I think this experience illustrates what more and more business leaders are seeing. Instead of trying to get employees who are on staff to do things outside of their wheelhouse, hire experts who can come in and design and execute a strategy and “bring” the staff along with them on that ride. It teaches new skills to its employees that they wouldn’t learn organically, keeps engagement high, and protects against the “quiet quitting” we discussed in an earlier article.

While a bit unique 20 years ago (and a tough sell to employers), today you see firms popping up all over offering fractional work. From CEOs, CFOs, CTOs, and Sales Management, as well as dozens of other disciplines, the growth in this market has been tremendous.

When I first started to see this growth I was initially concerned with all the new competition I’d be sure to face in the market. That concern disappeared almost immediately as I noticed my discussions with business leaders became immensely easier the more this market grew. They almost immediately began to see how this model makes so much more sense than traditional employer/employee relationships. This “acceptance” has opened up discussions and opportunities for multiple projects that I can help with within an organization.
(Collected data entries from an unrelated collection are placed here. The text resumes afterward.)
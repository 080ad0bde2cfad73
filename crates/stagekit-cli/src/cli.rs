use std::path::PathBuf;

use clap::{Args, Parser, Subcommand};
use serde::{Deserialize, Serialize};

#[derive(Parser)]
#[command(
    name = "stagekit",
    about = "stagekit: staged changesets between ordered collections",
    version,
)]
pub struct Cli {
    #[command(subcommand)]
    pub command: Command,

    #[arg(short, long, global = true)]
    pub verbose: bool,

    #[arg(long, global = true)]
    pub format: Option<OutputFormat>,

    /// TOML file with diff defaults
    #[arg(long, global = true)]
    pub config: Option<PathBuf>,
}

#[derive(Clone, Copy, Debug, Default, PartialEq, Eq, clap::ValueEnum, Serialize, Deserialize)]
#[serde(rename_all = "lowercase")]
pub enum OutputFormat {
    #[default]
    Text,
    Json,
}

#[derive(Subcommand)]
pub enum Command {
    /// Print the staged changeset between two JSON collections
    Diff(DiffArgs),
    /// Apply every stage to the source and check it reaches the target
    Verify(VerifyArgs),
}

#[derive(Args)]
pub struct DiffArgs {
    pub source: PathBuf,
    pub target: PathBuf,
    /// Treat both documents as lists of sections
    #[arg(long)]
    pub sectioned: bool,
    /// Section index stamped on flat element paths (flat documents only)
    #[arg(long)]
    pub section: Option<usize>,
    /// Print the raw delete/insert/update/move sets of a flat diff instead
    /// of its stages
    #[arg(long)]
    pub raw: bool,
}

#[derive(Args)]
pub struct VerifyArgs {
    pub source: PathBuf,
    pub target: PathBuf,
    /// Treat both documents as lists of sections
    #[arg(long)]
    pub sectioned: bool,
}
Beyond the efficiencies and practicality of this fractional model, it makes a ton of sense to employers financially as well. Employers can bring on expertise previously untouchable due to the wages, experts command in the marketplace and historically reserved for Fortune companies. Additionally, employers don’t bear the costs of sourcing, selection, onboarding, employer taxes, benefits, turnover, etc. To an employer, they get the best of both worlds; top talent, and a fraction of the cost associated with full-time employment.

Employees aren’t going away; they will always be needed and make sense for many reasons. However, for specialized skills, temporary projects, and flexibility during uncertain economic times, such as we’re in today, therefore the need for the fractional worker will continue to grow.